- About this exercise: Match the word "Option". Return each line of the data below where it appears.

- Input material:
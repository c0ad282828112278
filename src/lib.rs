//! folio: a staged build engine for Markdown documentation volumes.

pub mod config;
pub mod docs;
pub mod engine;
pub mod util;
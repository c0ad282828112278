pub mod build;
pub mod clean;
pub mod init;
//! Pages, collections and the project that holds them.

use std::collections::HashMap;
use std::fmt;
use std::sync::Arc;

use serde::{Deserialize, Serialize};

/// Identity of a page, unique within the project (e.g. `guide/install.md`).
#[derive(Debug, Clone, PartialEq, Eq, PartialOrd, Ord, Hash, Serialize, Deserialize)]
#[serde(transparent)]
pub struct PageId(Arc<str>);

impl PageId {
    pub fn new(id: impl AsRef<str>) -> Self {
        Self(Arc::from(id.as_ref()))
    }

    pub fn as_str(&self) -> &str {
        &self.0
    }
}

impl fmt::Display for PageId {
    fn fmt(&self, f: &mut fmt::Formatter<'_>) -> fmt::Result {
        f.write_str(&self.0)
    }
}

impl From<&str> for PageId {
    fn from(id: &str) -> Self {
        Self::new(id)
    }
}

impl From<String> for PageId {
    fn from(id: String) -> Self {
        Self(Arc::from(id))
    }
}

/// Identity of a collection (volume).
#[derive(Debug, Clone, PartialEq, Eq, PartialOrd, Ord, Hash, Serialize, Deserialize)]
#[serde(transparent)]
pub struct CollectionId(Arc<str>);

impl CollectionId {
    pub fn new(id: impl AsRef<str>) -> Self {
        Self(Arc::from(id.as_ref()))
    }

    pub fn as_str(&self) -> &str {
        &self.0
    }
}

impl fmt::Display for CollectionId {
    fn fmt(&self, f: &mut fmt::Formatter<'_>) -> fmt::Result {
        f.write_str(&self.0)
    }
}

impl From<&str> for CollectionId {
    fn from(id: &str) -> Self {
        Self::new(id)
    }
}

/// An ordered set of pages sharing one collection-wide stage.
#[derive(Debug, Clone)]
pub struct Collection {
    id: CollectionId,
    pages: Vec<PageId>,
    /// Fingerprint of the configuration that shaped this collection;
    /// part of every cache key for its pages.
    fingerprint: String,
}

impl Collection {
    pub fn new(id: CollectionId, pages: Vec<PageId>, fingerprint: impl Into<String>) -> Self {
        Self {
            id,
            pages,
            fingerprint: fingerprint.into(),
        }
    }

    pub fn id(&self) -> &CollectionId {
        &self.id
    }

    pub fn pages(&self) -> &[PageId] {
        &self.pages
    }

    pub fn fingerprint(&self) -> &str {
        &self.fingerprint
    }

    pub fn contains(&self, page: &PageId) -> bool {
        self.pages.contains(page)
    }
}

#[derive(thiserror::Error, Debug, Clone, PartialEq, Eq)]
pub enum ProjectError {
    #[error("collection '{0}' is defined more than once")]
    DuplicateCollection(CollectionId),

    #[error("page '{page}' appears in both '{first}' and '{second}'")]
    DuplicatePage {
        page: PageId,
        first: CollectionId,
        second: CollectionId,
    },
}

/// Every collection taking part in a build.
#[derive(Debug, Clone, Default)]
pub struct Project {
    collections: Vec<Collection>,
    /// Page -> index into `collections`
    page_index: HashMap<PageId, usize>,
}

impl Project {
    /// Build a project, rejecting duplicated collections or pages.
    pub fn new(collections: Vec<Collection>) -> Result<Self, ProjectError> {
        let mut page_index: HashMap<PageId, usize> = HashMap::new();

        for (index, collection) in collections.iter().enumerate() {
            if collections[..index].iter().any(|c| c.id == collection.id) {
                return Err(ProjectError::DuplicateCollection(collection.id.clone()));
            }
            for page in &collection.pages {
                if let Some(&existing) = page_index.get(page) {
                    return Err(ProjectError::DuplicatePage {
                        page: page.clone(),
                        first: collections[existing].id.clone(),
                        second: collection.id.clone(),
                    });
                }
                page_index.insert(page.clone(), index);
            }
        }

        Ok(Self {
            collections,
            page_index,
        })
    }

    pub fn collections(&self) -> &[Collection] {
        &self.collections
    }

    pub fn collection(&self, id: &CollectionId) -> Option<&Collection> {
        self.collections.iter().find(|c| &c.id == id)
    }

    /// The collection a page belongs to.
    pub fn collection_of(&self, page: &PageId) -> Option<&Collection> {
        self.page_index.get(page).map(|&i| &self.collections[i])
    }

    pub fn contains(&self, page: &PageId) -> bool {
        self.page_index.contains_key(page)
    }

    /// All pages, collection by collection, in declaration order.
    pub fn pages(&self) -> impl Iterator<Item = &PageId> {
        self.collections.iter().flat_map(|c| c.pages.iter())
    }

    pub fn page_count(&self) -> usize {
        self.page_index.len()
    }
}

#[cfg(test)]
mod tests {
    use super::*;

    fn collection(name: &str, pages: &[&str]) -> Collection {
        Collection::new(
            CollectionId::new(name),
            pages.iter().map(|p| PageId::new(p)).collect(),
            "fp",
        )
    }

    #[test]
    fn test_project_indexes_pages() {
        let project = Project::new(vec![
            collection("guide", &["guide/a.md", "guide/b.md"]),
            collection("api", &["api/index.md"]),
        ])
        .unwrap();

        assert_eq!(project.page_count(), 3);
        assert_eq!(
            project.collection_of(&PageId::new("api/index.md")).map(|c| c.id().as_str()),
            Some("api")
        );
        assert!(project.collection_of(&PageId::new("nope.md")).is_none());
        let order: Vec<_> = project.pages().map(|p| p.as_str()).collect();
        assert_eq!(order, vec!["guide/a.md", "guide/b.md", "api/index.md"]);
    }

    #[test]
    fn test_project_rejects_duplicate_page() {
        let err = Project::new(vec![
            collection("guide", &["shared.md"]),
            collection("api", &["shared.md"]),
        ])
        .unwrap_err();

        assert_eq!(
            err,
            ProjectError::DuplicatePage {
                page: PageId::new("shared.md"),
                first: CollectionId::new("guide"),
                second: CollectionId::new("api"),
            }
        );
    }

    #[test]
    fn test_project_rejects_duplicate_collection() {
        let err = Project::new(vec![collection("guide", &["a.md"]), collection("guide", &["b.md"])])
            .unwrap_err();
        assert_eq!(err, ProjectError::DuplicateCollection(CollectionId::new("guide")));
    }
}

...

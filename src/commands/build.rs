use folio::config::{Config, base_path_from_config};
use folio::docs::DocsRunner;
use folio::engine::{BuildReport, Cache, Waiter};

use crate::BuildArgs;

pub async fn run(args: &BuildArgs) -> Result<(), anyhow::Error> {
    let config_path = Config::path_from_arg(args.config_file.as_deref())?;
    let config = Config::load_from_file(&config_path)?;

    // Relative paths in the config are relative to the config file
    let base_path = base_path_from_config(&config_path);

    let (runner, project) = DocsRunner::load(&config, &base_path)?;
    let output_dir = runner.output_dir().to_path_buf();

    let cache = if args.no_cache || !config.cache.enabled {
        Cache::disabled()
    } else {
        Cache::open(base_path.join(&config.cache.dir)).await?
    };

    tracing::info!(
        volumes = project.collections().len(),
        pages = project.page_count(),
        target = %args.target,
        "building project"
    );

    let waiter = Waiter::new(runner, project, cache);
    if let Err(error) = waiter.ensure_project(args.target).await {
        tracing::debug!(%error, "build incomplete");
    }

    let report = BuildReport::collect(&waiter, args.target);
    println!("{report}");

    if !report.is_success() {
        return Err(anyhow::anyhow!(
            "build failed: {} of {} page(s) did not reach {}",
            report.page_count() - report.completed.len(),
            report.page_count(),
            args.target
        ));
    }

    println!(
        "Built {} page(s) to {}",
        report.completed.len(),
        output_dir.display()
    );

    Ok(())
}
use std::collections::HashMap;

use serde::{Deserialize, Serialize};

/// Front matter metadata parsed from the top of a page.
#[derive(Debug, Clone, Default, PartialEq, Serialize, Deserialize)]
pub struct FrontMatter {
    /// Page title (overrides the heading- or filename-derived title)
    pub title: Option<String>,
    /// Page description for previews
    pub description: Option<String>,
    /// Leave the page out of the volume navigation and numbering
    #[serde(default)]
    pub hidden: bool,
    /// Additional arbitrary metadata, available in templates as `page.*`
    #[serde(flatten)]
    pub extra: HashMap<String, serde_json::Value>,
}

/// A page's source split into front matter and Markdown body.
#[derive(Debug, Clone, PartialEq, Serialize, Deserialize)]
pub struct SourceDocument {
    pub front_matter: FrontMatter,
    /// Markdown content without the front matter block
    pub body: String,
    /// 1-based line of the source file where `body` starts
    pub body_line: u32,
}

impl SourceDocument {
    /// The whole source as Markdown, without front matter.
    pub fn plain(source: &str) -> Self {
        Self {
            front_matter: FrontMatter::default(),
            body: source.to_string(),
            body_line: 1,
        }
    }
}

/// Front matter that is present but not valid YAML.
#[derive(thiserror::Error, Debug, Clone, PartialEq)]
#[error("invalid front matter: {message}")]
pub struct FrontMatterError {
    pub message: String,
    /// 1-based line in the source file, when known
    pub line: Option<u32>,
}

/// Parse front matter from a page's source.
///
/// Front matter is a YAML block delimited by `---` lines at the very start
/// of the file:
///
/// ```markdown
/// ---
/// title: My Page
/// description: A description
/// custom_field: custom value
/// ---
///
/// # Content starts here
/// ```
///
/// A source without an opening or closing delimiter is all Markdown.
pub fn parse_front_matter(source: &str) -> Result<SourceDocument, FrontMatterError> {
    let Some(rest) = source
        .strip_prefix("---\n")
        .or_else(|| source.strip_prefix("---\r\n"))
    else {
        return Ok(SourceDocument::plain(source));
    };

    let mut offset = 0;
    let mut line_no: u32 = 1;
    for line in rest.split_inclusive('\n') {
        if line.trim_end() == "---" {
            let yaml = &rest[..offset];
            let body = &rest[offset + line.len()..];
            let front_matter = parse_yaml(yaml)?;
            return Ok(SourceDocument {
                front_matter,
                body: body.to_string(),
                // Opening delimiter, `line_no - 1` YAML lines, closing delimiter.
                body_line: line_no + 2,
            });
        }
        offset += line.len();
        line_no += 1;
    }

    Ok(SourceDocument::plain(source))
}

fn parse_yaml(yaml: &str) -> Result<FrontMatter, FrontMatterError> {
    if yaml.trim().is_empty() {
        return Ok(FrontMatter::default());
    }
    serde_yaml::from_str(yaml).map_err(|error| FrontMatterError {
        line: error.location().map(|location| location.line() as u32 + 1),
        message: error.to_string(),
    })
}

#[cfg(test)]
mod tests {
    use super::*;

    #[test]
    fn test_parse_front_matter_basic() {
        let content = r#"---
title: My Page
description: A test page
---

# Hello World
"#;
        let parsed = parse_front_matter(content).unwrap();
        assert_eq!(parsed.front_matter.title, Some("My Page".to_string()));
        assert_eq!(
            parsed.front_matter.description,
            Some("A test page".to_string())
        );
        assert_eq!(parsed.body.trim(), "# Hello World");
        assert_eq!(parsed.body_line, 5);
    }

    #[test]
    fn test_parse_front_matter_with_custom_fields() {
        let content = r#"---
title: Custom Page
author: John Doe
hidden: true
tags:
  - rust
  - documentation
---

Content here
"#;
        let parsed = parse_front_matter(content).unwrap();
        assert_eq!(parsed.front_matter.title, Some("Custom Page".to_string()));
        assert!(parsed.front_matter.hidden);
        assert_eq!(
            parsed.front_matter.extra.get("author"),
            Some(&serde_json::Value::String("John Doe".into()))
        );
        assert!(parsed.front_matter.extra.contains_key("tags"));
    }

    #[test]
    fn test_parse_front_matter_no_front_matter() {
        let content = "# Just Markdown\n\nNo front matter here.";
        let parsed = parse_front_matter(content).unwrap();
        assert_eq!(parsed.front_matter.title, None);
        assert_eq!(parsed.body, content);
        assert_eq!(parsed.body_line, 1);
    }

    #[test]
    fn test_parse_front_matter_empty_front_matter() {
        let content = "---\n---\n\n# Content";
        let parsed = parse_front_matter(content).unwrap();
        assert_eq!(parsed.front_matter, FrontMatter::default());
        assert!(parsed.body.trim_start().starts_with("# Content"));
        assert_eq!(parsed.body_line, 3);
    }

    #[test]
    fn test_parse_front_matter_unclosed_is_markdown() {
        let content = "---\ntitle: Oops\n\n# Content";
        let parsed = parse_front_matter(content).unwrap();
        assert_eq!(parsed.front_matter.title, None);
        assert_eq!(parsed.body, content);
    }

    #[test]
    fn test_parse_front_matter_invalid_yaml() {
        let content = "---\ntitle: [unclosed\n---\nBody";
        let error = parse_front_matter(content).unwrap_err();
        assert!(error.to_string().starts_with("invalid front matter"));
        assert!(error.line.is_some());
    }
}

- Solution for this problem:
    pub fn collection(&self, id: &CollectionId) -> Option<&Collection> {
    pub fn collection_of(&self, page: &PageId) -> Option<&Collection> {
    pub title: Option<String>,
    pub description: Option<String>,
    pub line: Option<u32>,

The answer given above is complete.